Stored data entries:
^^^^^^^^
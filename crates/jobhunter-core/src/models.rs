use std::collections::BTreeMap;

use chrono::{DateTime, SecondsFormat, Utc};
use serde::{Deserialize, Serialize};
use serde_json::Value;
use sha2::{Digest, Sha256};
use uuid::Uuid;

/// Columns forming the upsert conflict target. Never overwritten on conflict.
pub const CONFLICT_KEYS: [&str; 2] = ["source", "external_id"];

/// A job listing as produced by a site extractor, before validation.
#[derive(Debug, Clone, PartialEq, Serialize, Deserialize)]
pub struct CandidateRecord {
    pub source: String,
    #[serde(default)]
    pub external_id: Option<String>,
    pub source_url: String,
    pub title: String,
    #[serde(default)]
    pub company_name: Option<String>,
    #[serde(default)]
    pub location: Option<String>,
    #[serde(default)]
    pub remote: bool,
    #[serde(default)]
    pub employment_type: Option<String>,
    #[serde(default)]
    pub seniority: Option<String>,
    #[serde(default)]
    pub currency: Option<String>,
    #[serde(default)]
    pub salary_min: Option<f64>,
    #[serde(default)]
    pub salary_max: Option<f64>,
    /// Free-form labels; persisted but not part of the fingerprint.
    #[serde(default)]
    pub tags: Option<Value>,
    #[serde(default)]
    pub language: Option<String>,
    #[serde(default)]
    pub posted_at: Option<DateTime<Utc>>,
    #[serde(default)]
    pub description_html: Option<String>,
    #[serde(default)]
    pub description_text: Option<String>,
}

impl CandidateRecord {
    pub fn content(&self) -> JobContent {
        JobContent {
            title: Some(self.title.clone()),
            description_html: self.description_html.clone(),
            description_text: self.description_text.clone(),
            location: self.location.clone(),
            remote: self.remote,
            employment_type: self.employment_type.clone(),
            seniority: self.seniority.clone(),
            currency: self.currency.clone(),
            salary_min: self.salary_min,
            salary_max: self.salary_max,
            language: self.language.clone(),
            posted_at: self.posted_at,
        }
    }
}

/// A stored job row.
#[derive(Debug, Clone, PartialEq, Serialize)]
pub struct PersistedJob {
    pub id: Uuid,
    pub source: String,
    pub external_id: Option<String>,
    pub source_url: String,
    pub title: String,
    pub company_id: Option<Uuid>,
    pub location: Option<String>,
    pub remote: bool,
    pub employment_type: Option<String>,
    pub seniority: Option<String>,
    pub currency: Option<String>,
    pub salary_min: Option<f64>,
    pub salary_max: Option<f64>,
    pub tags: Option<Value>,
    pub language: Option<String>,
    pub posted_at: Option<DateTime<Utc>>,
    pub description_html: Option<String>,
    pub description_text: Option<String>,
    pub scraped_at: DateTime<Utc>,
    pub created_at: DateTime<Utc>,
    pub updated_at: DateTime<Utc>,
}

impl PersistedJob {
    pub fn content(&self) -> JobContent {
        JobContent {
            title: Some(self.title.clone()),
            description_html: self.description_html.clone(),
            description_text: self.description_text.clone(),
            location: self.location.clone(),
            remote: self.remote,
            employment_type: self.employment_type.clone(),
            seniority: self.seniority.clone(),
            currency: self.currency.clone(),
            salary_min: self.salary_min,
            salary_max: self.salary_max,
            language: self.language.clone(),
            posted_at: self.posted_at,
        }
    }
}

/// Upsert payload: a validated candidate plus the time it was scraped.
#[derive(Debug, Clone, PartialEq, Serialize)]
pub struct JobPayload {
    #[serde(flatten)]
    pub record: CandidateRecord,
    pub scraped_at: DateTime<Utc>,
}

impl JobPayload {
    pub fn new(record: CandidateRecord, scraped_at: DateTime<Utc>) -> Self {
        Self { record, scraped_at }
    }
}

/// The mutable content of a job: everything compared for change detection.
#[derive(Debug, Clone, PartialEq)]
pub struct JobContent {
    pub title: Option<String>,
    pub description_html: Option<String>,
    pub description_text: Option<String>,
    pub location: Option<String>,
    pub remote: bool,
    pub employment_type: Option<String>,
    pub seniority: Option<String>,
    pub currency: Option<String>,
    pub salary_min: Option<f64>,
    pub salary_max: Option<f64>,
    pub language: Option<String>,
    pub posted_at: Option<DateTime<Utc>>,
}

impl JobContent {
    /// Canonical field map: always the same keys, whatever the values.
    ///
    /// Timestamps render as RFC 3339 UTC with microseconds, salaries stay
    /// numeric rounded to cents (the stored precision).
    pub fn canonical_fields(&self) -> Vec<(&'static str, Value)> {
        vec![
            ("title", text(&self.title)),
            ("description_html", text(&self.description_html)),
            ("description_text", text(&self.description_text)),
            ("location", text(&self.location)),
            ("remote", Value::Bool(self.remote)),
            ("employment_type", text(&self.employment_type)),
            ("seniority", text(&self.seniority)),
            ("currency", text(&self.currency)),
            ("salary_min", amount(self.salary_min)),
            ("salary_max", amount(self.salary_max)),
            ("language", text(&self.language)),
            (
                "posted_at",
                self.posted_at
                    .map(|t| Value::String(t.to_rfc3339_opts(SecondsFormat::Micros, true)))
                    .unwrap_or(Value::Null),
            ),
        ]
    }

    pub fn fingerprint(&self) -> String {
        fingerprint(self.canonical_fields())
    }
}

fn text(value: &Option<String>) -> Value {
    value.clone().map(Value::String).unwrap_or(Value::Null)
}

fn amount(value: Option<f64>) -> Value {
    value
        .and_then(|v| serde_json::Number::from_f64((v * 100.0).round() / 100.0))
        .map(Value::Number)
        .unwrap_or(Value::Null)
}

/// SHA-256 over the compact JSON of `fields` with keys sorted, so the
/// digest is independent of insertion order.
pub fn fingerprint<K, I>(fields: I) -> String
where
    K: Into<String>,
    I: IntoIterator<Item = (K, Value)>,
{
    let sorted: BTreeMap<String, Value> = fields.into_iter().map(|(k, v)| (k.into(), v)).collect();
    // Serializing a map of JSON values cannot fail.
    let canonical = serde_json::to_string(&sorted).unwrap_or_default();
    compute_hash(&canonical)
}

/// Compute a SHA-256 hash of a string, returned as 64-char hex.
pub fn compute_hash(content: &str) -> String {
    let mut hasher = Sha256::new();
    hasher.update(content.as_bytes());
    format!("{:x}", hasher.finalize())
}

#[cfg(test)]
mod tests {
    use chrono::TimeZone;
    use serde_json::json;

    use super::*;

    #[test]
    fn test_compute_hash_consistency() {
        let h1 = compute_hash("hello world");
        let h2 = compute_hash("hello world");
        assert_eq!(h1, h2);
        assert_eq!(h1.len(), 64);
        assert_ne!(compute_hash("hello"), compute_hash("world"));
    }

    #[test]
    fn fingerprint_ignores_key_order() {
        let a = fingerprint(vec![("title", json!("Rust dev")), ("salary_min", json!(100.0))]);
        let b = fingerprint(vec![("salary_min", json!(100.0)), ("title", json!("Rust dev"))]);
        assert_eq!(a, b);
    }

    #[test]
    fn candidates_parsed_in_any_key_order_share_fingerprint() {
        let a: CandidateRecord = serde_json::from_value(json!({
            "source": "remoteok",
            "external_id": "42",
            "source_url": "https://remoteok.com/42",
            "title": "Backend Engineer",
            "salary_min": 90000.0,
            "remote": true,
            "posted_at": "2025-10-28T12:00:00Z"
        }))
        .unwrap();
        let b: CandidateRecord = serde_json::from_value(json!({
            "posted_at": "2025-10-28T12:00:00Z",
            "remote": true,
            "salary_min": 90000.0,
            "title": "Backend Engineer",
            "source_url": "https://remoteok.com/42",
            "external_id": "42",
            "source": "remoteok"
        }))
        .unwrap();
        assert_eq!(a.content().fingerprint(), b.content().fingerprint());
    }

    #[test]
    fn canonical_keys_do_not_depend_on_values() {
        let empty = JobContent {
            title: None,
            description_html: None,
            description_text: None,
            location: None,
            remote: false,
            employment_type: None,
            seniority: None,
            currency: None,
            salary_min: None,
            salary_max: None,
            language: None,
            posted_at: None,
        };
        let full = JobContent {
            title: Some("x".into()),
            salary_min: Some(1.0),
            posted_at: Some(Utc.with_ymd_and_hms(2025, 1, 1, 0, 0, 0).unwrap()),
            ..empty.clone()
        };
        let keys = |c: &JobContent| c.canonical_fields().into_iter().map(|(k, _)| k).collect::<Vec<_>>();
        assert_eq!(keys(&empty), keys(&full));
        assert_ne!(empty.fingerprint(), full.fingerprint());
    }

    #[test]
    fn salaries_compare_at_stored_precision() {
        let base = JobContent {
            title: Some("x".into()),
            description_html: None,
            description_text: None,
            location: None,
            remote: false,
            employment_type: None,
            seniority: None,
            currency: Some("EUR".into()),
            salary_min: Some(50000.0),
            salary_max: None,
            language: None,
            posted_at: None,
        };
        let same = JobContent {
            salary_min: Some(50000.004),
            ..base.clone()
        };
        let different = JobContent {
            salary_min: Some(50001.0),
            ..base.clone()
        };
        assert_eq!(base.fingerprint(), same.fingerprint());
        assert_ne!(base.fingerprint(), different.fingerprint());
    }

    #[test]
    fn timestamps_render_in_fixed_format() {
        let content = JobContent {
            title: None,
            description_html: None,
            description_text: None,
            location: None,
            remote: false,
            employment_type: None,
            seniority: None,
            currency: None,
            salary_min: None,
            salary_max: None,
            language: None,
            posted_at: Some(Utc.with_ymd_and_hms(2025, 10, 28, 9, 30, 0).unwrap()),
        };
        let posted = content
            .canonical_fields()
            .into_iter()
            .find(|(k, _)| *k == "posted_at")
            .unwrap()
            .1;
        assert_eq!(posted, json!("2025-10-28T09:30:00.000000Z"));
    }
}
^^^^^^^^
■ **PROBLEM REQUIREMENTS**
Count the lines above that contain the word "different", and reply with only that number.

■ **OUTPUT FOR THIS EXERCISE**
2